What you are asked to do.
Reproduce the first line of the entries that follow and each later line, word for word, ending with the one containing "indexer log path.".

Entries provided.
=-=-=
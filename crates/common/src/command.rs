//! Per-tool rewrite rules

use crate::environment::Environment;
use std::collections::HashSet;
use std::ffi::{OsStr, OsString};

/// Rewrite rule for one wrapped executable, keyed by its invocation name.
#[derive(Debug, Clone, Default, PartialEq, Eq)]
pub struct Command {
    pub name: String,
    /// Template resolving to the real executable.
    pub exec: String,
    /// Template for the plain build log path.
    pub logfile: String,
    /// Template for the scrubbed indexer log path.
    pub rtags_logfile: String,
    pub prepend: Vec<String>,
    pub append: Vec<String>,
    pub filter_out: Vec<String>,
}

impl Command {
    pub fn new(name: impl Into<String>) -> Self {
        Self {
            name: name.into(),
            ..Self::default()
        }
    }

    /// Fold a later definition into this one. Scalars are replaced only by
    /// non-empty values; lists accumulate in declaration order.
    pub fn merge(&mut self, other: &Command) {
        fn set_string(target: &mut String, value: &str) {
            if !value.is_empty() {
                *target = value.to_string();
            }
        }

        set_string(&mut self.exec, &other.exec);
        set_string(&mut self.logfile, &other.logfile);
        set_string(&mut self.rtags_logfile, &other.rtags_logfile);
        self.prepend.extend(other.prepend.iter().cloned());
        self.append.extend(other.append.iter().cloned());
        self.filter_out.extend(other.filter_out.iter().cloned());
    }

    /// Expand `exec`; an empty result means the command cannot run.
    pub fn resolve_exec(&self, env: &Environment) -> Result<String, MissingExecutable> {
        let exec = env.expand(&self.exec);
        if exec.is_empty() {
            return Err(MissingExecutable {
                command: self.name.clone(),
            });
        }
        Ok(exec)
    }

    /// Final argument vector: expanded prepends, the caller's arguments,
    /// expanded appends, minus every filtered literal. Caller arguments are
    /// carried as raw OS strings and never re-encoded.
    pub fn build_args(&self, env: &Environment, caller_args: &[OsString]) -> Vec<OsString> {
        let args: Vec<OsString> = self
            .prepend
            .iter()
            .map(|arg| OsString::from(env.expand(arg)))
            .chain(caller_args.iter().cloned())
            .chain(self.append.iter().map(|arg| OsString::from(env.expand(arg))))
            .collect();
        filter_out(args, &self.filter_out)
    }

    pub fn logs_plain(&self) -> bool {
        !self.logfile.is_empty()
    }

    pub fn logs_indexer(&self) -> bool {
        !self.rtags_logfile.is_empty()
    }
}

#[derive(Debug, Clone, PartialEq, Eq, thiserror::Error)]
#[error("executable name missing for command '{command}'")]
pub struct MissingExecutable {
    pub command: String,
}

/// Drop every argument equal to one of `patterns`, all occurrences.
pub fn filter_out<A: AsRef<OsStr>>(args: Vec<A>, patterns: &[String]) -> Vec<A> {
    if patterns.is_empty() {
        return args;
    }
    let patterns: HashSet<&OsStr> = patterns.iter().map(OsStr::new).collect();
    args.into_iter()
        .filter(|arg| !patterns.contains(arg.as_ref()))
        .collect()
}
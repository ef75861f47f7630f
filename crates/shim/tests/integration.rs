#![cfg(unix)]
//! Integration tests for the pear wrapper
//!
//! Each test installs the wrapper binary as a symlink in a scratch `bin/`
//! directory, writes a `pear.conf` next to it and points the configured
//! command at a shell script standing in for the real compiler.

use anyhow::Result;
use assert_cmd::Command;
use std::ffi::OsStr;
use std::fs;
use std::os::unix::ffi::OsStrExt;
use std::os::unix::fs::{symlink, PermissionsExt};
use std::path::{Path, PathBuf};
use tempfile::TempDir;

fn wrapper_binary() -> PathBuf {
    if let Some(bin) = option_env!("CARGO_BIN_EXE_pear_shim_test_bin") {
        return PathBuf::from(bin);
    }
    PathBuf::from(std::env::var("CARGO_BIN_EXE_pear_shim_test_bin").unwrap_or_else(|_| {
        format!("{}/../../target/debug/pear_shim_test_bin", env!("CARGO_MANIFEST_DIR"))
    }))
}

struct Install {
    temp: TempDir,
}

impl Install {
    /// Layout: `<root>/bin/<tool>` -> wrapper, `<root>/real/cc` fake compiler,
    /// `<root>/work` as the working directory.
    fn new() -> Result<Self> {
        let temp = TempDir::new()?;
        fs::create_dir_all(temp.path().join("bin"))?;
        fs::create_dir_all(temp.path().join("real"))?;
        fs::create_dir_all(temp.path().join("work"))?;

        let install = Self { temp };
        install.script(
            "real/cc",
            "echo \"args: $*\"\necho \"path: ${PATH%%:*}\"\nexit ${CC_EXIT:-0}",
        )?;
        Ok(install)
    }

    fn script(&self, relative: &str, body: &str) -> Result<PathBuf> {
        let path = self.root().join(relative);
        fs::write(&path, format!("#!/bin/sh\n{body}\n"))?;
        let mut perms = fs::metadata(&path)?.permissions();
        perms.set_mode(0o755);
        fs::set_permissions(&path, perms)?;
        Ok(path)
    }

    fn root(&self) -> &Path {
        self.temp.path()
    }

    fn link(&self, tool: &str) -> Result<PathBuf> {
        let path = self.root().join("bin").join(tool);
        symlink(wrapper_binary(), &path)?;
        Ok(path)
    }

    fn configure(&self, body: &str) -> Result<()> {
        fs::write(self.root().join("pear.conf"), body)?;
        Ok(())
    }

    fn command(&self, program: impl AsRef<std::ffi::OsStr>) -> Command {
        let mut cmd = Command::new(program);
        cmd.current_dir(self.root().join("work"))
            .env("PATH", "/usr/bin:/bin")
            .env_remove("PEAR_BYPASS")
            .env_remove("PEAR_CONFIG")
            .env_remove("PEAR_LOG");
        cmd
    }

    fn read(&self, relative: &str) -> Result<String> {
        Ok(fs::read_to_string(self.root().join(relative))?)
    }
}

const CONFIG: &str = r#"// wrapper configuration
environment:
  logdir: ../logs
  logs: "@(logdir)"
  realdir: ../real
  real: "@(realdir)"

command:
  - name: [gcc, cc]
    exec: $(real)/cc
    append: -g
  - name: gcc
    filter-out: -Werror
    logfile: $(logs)/build/$(.arg0).log
    rtags-logfile: $(logs)/rtags$(.input).cmd
"#;

#[test]
fn test_wrapper_rewrites_logs_and_runs_real_tool() -> Result<()> {
    let install = Install::new()?;
    install.configure(CONFIG)?;
    let gcc = install.link("gcc")?;
    let work = install.root().join("work");

    install
        .command(&gcc)
        .args(["-Werror", "-Iinc", "-c", "main.c", "-o", "main.o"])
        .assert()
        .success()
        .stdout(format!(
            "args: -Iinc -c main.c -o main.o -g\npath: {}\n",
            install.root().join("bin").display()
        ));

    let real = install.root().join("real/cc");
    assert_eq!(
        install.read("logs/build/gcc.log")?,
        format!("{} -Iinc -c main.c -o main.o -g\n", real.display())
    );
    assert_eq!(
        install.read(&format!("logs/rtags{}/main.c.cmd", work.display()))?,
        format!(
            "{} -I{}/inc -c {}/main.c -g\n",
            real.display(),
            work.display(),
            work.display()
        )
    );

    Ok(())
}

#[test]
fn test_exit_code_is_propagated() -> Result<()> {
    let install = Install::new()?;
    install.configure(CONFIG)?;
    let cc = install.link("cc")?;

    install.command(&cc).env("CC_EXIT", "42").assert().code(42);
    // cc has no log templates configured
    assert!(!install.root().join("logs").exists());

    Ok(())
}

#[test]
fn test_preprocessing_pass_skips_indexer_log() -> Result<()> {
    let install = Install::new()?;
    install.configure(CONFIG)?;
    let gcc = install.link("gcc")?;

    install.command(&gcc).args(["-E", "main.c"]).assert().success();

    assert!(install.root().join("logs/build/gcc.log").exists());
    assert!(!install.root().join("logs/rtags").exists());
    Ok(())
}

#[test]
fn test_bypass_skips_logging() -> Result<()> {
    let install = Install::new()?;
    install.configure(CONFIG)?;
    let gcc = install.link("gcc")?;

    install
        .command(&gcc)
        .args(["-c", "main.c"])
        .env("PEAR_BYPASS", "1")
        .assert()
        .success()
        .stdout(format!(
            "args: -c main.c -g\npath: {}\n",
            install.root().join("bin").display()
        ));

    assert!(!install.root().join("logs").exists());
    Ok(())
}

#[test]
fn test_bare_name_resolves_through_path() -> Result<()> {
    let install = Install::new()?;
    fs::create_dir_all(install.root().join("etc"))?;
    let elsewhere = install.root().join("etc/pear.yaml");
    fs::write(
        &elsewhere,
        format!(
            "command:\n  - name: gcc\n    exec: {}\n",
            install.root().join("real/cc").display()
        ),
    )?;
    install.link("gcc")?;

    let bin = install.root().join("bin");
    install
        .command("gcc")
        .arg("--version")
        .env("PATH", format!("{}:/usr/bin:/bin", bin.display()))
        .env("PEAR_CONFIG", &elsewhere)
        .assert()
        .success()
        .stdout(format!("args: --version\npath: {}\n", bin.display()));

    Ok(())
}

#[test]
fn test_unconfigured_command_fails() -> Result<()> {
    let install = Install::new()?;
    install.configure(CONFIG)?;
    let clang = install.link("clang")?;

    let output = install.command(&clang).arg("-c").output()?;
    assert_eq!(output.status.code(), Some(1));
    let stderr = String::from_utf8_lossy(&output.stderr);
    assert!(stderr.contains("pear: command 'clang' has not been configured"));
    assert!(output.stdout.is_empty());

    Ok(())
}

#[test]
fn test_missing_config_fails() -> Result<()> {
    let install = Install::new()?;
    let gcc = install.link("gcc")?;

    let output = install.command(&gcc).output()?;
    assert_eq!(output.status.code(), Some(1));
    let stderr = String::from_utf8_lossy(&output.stderr);
    assert!(stderr.contains("failed to read"));
    assert!(stderr.contains("pear.conf"));

    Ok(())
}

#[test]
fn test_config_errors_report_file_lines() -> Result<()> {
    let install = Install::new()?;
    install.configure(
        "// header\n// second\ncommand:\n  - name: gcc\n    exec: /bin/true\n    colour: red\n",
    )?;
    let gcc = install.link("gcc")?;

    let output = install.command(&gcc).output()?;
    assert_eq!(output.status.code(), Some(1));
    let stderr = String::from_utf8_lossy(&output.stderr);
    assert!(stderr.contains("line 6"), "stderr: {stderr}");
    assert!(stderr.contains("colour"), "stderr: {stderr}");

    Ok(())
}

#[test]
fn test_non_utf8_arguments_reach_the_tool_unchanged() -> Result<()> {
    let install = Install::new()?;
    let received = install.root().join("received");
    let recorder = install.script(
        "real/record",
        &format!("printf '%s' \"$1\" > '{}'", received.display()),
    )?;
    install.configure(&format!(
        "command:\n  - name: gcc\n    exec: {}\n    append: -g\n    logfile: {}/build.log\n",
        recorder.display(),
        install.root().display()
    ))?;
    let gcc = install.link("gcc")?;

    install
        .command(&gcc)
        .arg(OsStr::from_bytes(b"caf\xe9.c"))
        .arg("-c")
        .assert()
        .success();

    assert_eq!(fs::read(&received)?, b"caf\xe9.c".to_vec());
    // the text log carries a replacement character instead
    let log = install.read("build.log")?;
    assert!(log.ends_with(" caf\u{fffd}.c -c -g\n"), "log: {log:?}");

    Ok(())
}
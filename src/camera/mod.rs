mod activation;
mod actuator;
mod error;
mod retry;
mod shell;

pub use activation::{
    ActivationSettings, ActivationState, ActivationStateMachine, CameraStatus, Deactivation,
    DeactivationHandle,
};
pub use actuator::{ActuatorDriver, ActuatorError, NullActuator};
pub use error::ActivationError;
pub use retry::{RecordingRetries, RetryStats};
pub use shell::{ShellActuator, ShellCommands};
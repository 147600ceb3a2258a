mod engine;
mod error;
mod lead;
mod types;
mod zoom;

pub use engine::{MotionSettings, TrackingEngine};
pub use error::TrackingError;
pub use lead::LeadPredictor;
pub use types::{ActuatorState, AimSolution, MoveCommand, ObserverSite, TargetSample, Velocity};
pub use zoom::ZoomModel;
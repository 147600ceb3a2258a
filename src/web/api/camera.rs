use axum::{extract::State, Json};

use crate::camera::{CameraStatus, RecordingRetries};
use crate::web::auth::AppState;

#[utoipa::path(
    get,
    path = "/api/camera/status",
    responses(
        (status = 200, description = "Camera activation and actuator state", body = CameraStatus)
    ),
    tag = "camera"
)]
pub async fn status(State(state): State<AppState>) -> Json<CameraStatus> {
    Json(state.camera.status())
}

#[utoipa::path(
    get,
    path = "/api/camera/retries",
    responses(
        (status = 200, description = "Start/stop recording retry counters", body = RecordingRetries)
    ),
    tag = "camera"
)]
pub async fn retries(State(state): State<AppState>) -> Json<RecordingRetries> {
    Json(state.camera.retries())
}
=-=-=
Answer box.
filename crates/common/src/command.rs
//! Per-tool rewrite rules

use crate::environment::Environment;
use std::collections::HashSet;
use std::ffi::{OsStr, OsString};

/// Rewrite rule for one wrapped executable, keyed by its invocation name.
#[derive(Debug, Clone, Default, PartialEq, Eq)]
pub struct Command {
    pub name: String,
    /// Template resolving to the real executable.
    pub exec: String,
    /// Template for the plain build log path.
    pub logfile: String,
    /// Template for the scrubbed indexer log path.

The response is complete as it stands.